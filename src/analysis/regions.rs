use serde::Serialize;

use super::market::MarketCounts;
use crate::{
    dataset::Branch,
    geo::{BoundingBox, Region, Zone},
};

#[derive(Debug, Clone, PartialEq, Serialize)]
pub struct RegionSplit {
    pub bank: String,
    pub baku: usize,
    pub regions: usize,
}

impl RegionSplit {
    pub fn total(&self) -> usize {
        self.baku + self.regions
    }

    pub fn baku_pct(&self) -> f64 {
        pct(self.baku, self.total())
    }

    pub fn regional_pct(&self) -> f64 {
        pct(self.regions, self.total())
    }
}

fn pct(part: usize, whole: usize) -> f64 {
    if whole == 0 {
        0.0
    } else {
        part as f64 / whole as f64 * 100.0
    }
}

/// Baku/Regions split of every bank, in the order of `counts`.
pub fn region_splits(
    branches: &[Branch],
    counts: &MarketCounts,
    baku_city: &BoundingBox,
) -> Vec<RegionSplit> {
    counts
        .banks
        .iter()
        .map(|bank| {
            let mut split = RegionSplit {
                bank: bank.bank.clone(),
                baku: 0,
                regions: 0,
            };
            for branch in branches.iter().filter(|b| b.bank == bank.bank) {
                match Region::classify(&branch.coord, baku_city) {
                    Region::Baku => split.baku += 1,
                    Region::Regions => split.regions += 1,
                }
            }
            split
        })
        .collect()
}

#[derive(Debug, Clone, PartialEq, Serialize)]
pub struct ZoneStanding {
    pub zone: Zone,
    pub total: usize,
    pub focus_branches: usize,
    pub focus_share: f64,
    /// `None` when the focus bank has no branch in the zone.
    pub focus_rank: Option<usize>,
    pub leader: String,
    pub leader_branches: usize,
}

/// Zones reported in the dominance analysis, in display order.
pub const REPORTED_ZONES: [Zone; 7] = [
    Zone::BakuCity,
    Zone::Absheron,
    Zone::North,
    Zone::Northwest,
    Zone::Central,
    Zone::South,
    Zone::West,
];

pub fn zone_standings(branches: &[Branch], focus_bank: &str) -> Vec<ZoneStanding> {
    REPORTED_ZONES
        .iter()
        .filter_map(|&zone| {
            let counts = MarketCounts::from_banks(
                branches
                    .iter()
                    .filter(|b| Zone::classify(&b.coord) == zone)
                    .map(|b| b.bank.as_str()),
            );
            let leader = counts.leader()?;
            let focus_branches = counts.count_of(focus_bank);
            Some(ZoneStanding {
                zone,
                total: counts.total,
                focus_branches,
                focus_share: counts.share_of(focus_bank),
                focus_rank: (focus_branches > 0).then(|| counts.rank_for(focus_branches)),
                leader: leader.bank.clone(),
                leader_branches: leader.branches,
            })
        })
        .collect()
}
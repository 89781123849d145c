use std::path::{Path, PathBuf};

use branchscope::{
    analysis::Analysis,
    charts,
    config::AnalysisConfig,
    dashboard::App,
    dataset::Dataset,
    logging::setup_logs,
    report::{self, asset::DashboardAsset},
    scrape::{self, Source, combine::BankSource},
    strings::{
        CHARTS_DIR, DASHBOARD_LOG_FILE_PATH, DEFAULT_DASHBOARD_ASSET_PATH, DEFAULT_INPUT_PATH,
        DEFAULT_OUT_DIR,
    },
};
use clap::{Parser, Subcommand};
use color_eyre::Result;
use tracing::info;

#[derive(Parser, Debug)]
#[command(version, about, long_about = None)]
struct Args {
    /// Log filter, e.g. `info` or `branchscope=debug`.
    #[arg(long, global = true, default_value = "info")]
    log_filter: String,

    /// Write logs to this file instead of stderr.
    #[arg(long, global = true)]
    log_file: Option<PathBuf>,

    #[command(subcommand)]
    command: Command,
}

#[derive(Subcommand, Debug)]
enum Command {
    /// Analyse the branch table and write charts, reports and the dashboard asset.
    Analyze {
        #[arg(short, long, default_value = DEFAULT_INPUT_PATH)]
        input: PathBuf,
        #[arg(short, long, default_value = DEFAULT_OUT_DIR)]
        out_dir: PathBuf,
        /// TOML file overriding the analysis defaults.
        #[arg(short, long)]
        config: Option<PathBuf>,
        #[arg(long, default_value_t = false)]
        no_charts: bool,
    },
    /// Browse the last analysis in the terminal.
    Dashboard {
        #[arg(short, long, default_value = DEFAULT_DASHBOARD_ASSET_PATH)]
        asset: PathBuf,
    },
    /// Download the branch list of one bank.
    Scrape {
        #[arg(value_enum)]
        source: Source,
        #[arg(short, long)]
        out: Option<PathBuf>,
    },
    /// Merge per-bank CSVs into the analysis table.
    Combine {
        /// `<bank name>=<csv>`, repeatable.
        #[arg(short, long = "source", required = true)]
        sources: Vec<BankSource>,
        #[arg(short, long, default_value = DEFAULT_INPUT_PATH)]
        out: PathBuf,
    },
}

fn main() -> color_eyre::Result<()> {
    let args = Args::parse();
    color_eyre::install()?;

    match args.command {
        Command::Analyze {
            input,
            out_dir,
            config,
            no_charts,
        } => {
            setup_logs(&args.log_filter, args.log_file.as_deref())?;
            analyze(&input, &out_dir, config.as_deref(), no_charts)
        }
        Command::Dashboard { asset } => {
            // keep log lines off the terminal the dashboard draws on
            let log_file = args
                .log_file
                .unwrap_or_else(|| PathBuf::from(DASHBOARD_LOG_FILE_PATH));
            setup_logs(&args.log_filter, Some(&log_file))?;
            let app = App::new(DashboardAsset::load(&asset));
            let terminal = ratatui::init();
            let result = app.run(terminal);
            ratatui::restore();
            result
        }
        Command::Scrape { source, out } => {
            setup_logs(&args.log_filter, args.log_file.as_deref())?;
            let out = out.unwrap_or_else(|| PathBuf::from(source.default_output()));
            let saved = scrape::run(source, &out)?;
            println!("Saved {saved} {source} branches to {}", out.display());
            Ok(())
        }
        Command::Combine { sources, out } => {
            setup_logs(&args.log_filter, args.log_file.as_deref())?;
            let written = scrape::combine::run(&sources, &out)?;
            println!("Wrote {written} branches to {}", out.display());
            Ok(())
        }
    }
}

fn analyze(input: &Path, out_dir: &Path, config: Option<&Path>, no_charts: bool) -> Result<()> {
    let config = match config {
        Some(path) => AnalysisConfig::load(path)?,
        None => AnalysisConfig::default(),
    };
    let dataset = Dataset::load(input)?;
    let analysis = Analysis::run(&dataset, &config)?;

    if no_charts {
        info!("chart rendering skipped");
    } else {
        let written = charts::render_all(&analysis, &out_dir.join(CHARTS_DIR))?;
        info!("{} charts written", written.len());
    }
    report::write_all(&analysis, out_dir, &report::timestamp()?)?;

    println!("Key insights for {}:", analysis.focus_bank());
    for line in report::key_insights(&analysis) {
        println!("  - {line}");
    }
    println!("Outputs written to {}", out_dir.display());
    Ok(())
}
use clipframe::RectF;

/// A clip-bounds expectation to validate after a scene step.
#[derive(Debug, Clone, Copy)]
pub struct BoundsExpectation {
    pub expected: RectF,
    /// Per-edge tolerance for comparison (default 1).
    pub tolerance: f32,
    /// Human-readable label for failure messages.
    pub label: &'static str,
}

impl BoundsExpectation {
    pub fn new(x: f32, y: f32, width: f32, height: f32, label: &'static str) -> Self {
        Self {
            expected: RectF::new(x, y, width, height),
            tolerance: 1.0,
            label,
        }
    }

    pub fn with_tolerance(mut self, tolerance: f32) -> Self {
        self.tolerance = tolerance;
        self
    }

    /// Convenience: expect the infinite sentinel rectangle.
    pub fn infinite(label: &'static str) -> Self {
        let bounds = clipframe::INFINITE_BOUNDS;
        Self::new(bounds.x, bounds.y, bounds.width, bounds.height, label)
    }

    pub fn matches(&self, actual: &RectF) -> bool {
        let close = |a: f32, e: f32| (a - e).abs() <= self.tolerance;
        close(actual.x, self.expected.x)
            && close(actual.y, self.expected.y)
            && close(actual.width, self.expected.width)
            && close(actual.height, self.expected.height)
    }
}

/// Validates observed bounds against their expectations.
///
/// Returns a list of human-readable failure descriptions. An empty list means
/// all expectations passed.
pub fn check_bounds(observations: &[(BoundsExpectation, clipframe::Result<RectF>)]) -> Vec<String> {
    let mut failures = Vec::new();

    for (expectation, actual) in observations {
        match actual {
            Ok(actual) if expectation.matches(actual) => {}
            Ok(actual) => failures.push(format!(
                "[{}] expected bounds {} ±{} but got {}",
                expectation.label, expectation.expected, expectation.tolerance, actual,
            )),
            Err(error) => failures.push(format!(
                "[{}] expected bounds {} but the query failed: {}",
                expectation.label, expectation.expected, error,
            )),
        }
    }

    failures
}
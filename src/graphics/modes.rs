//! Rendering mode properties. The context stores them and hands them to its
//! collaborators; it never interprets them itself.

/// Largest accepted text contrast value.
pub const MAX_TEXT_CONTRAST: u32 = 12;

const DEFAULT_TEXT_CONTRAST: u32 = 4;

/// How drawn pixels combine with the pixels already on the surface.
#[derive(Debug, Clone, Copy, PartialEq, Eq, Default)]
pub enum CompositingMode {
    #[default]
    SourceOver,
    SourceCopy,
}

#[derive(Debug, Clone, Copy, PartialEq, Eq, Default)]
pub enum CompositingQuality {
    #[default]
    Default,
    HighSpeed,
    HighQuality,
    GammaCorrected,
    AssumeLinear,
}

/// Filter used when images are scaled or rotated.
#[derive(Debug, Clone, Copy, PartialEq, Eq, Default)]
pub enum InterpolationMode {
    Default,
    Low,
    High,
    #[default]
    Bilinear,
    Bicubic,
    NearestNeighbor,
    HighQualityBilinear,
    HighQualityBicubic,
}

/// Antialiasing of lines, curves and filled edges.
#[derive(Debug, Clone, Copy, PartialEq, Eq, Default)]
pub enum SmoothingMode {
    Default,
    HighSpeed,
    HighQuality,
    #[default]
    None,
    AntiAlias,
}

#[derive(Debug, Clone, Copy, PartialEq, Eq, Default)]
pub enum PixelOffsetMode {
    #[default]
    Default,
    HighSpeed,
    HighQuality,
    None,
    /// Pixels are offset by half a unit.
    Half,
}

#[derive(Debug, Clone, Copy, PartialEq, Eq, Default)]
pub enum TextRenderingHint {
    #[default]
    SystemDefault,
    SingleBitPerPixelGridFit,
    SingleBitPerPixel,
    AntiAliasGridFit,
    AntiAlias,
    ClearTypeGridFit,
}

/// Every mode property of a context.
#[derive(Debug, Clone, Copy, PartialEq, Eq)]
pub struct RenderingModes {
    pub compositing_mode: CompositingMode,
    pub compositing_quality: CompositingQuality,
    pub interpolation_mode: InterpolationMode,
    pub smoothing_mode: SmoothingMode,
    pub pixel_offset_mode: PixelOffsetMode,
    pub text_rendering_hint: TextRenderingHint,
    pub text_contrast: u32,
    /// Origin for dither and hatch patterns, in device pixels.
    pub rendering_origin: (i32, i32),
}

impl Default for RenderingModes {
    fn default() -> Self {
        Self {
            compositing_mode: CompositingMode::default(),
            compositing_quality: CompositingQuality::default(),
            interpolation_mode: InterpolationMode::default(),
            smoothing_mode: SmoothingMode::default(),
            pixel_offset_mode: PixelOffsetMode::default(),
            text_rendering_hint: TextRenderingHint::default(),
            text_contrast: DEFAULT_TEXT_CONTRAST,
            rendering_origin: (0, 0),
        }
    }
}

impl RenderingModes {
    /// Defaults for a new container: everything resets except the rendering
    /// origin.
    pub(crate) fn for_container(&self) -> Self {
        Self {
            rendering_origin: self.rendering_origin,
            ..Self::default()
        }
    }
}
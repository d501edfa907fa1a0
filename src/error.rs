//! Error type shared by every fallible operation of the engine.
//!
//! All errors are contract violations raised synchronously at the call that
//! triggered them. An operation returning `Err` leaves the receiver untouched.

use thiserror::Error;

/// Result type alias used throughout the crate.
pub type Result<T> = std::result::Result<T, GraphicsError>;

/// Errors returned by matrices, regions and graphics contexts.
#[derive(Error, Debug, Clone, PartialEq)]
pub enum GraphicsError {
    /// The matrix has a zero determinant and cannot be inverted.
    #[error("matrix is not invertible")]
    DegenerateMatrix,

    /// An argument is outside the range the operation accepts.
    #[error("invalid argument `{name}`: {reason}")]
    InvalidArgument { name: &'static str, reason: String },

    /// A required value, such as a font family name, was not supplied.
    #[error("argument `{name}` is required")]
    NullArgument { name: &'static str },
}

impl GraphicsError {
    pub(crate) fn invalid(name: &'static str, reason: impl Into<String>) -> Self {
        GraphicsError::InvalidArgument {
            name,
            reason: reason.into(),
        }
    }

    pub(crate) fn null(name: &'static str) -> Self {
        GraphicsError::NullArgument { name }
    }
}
---------------
Search the listing above for the string "ratatui" and copy each line that has it.

            let terminal = ratatui::init();
            ratatui::restore();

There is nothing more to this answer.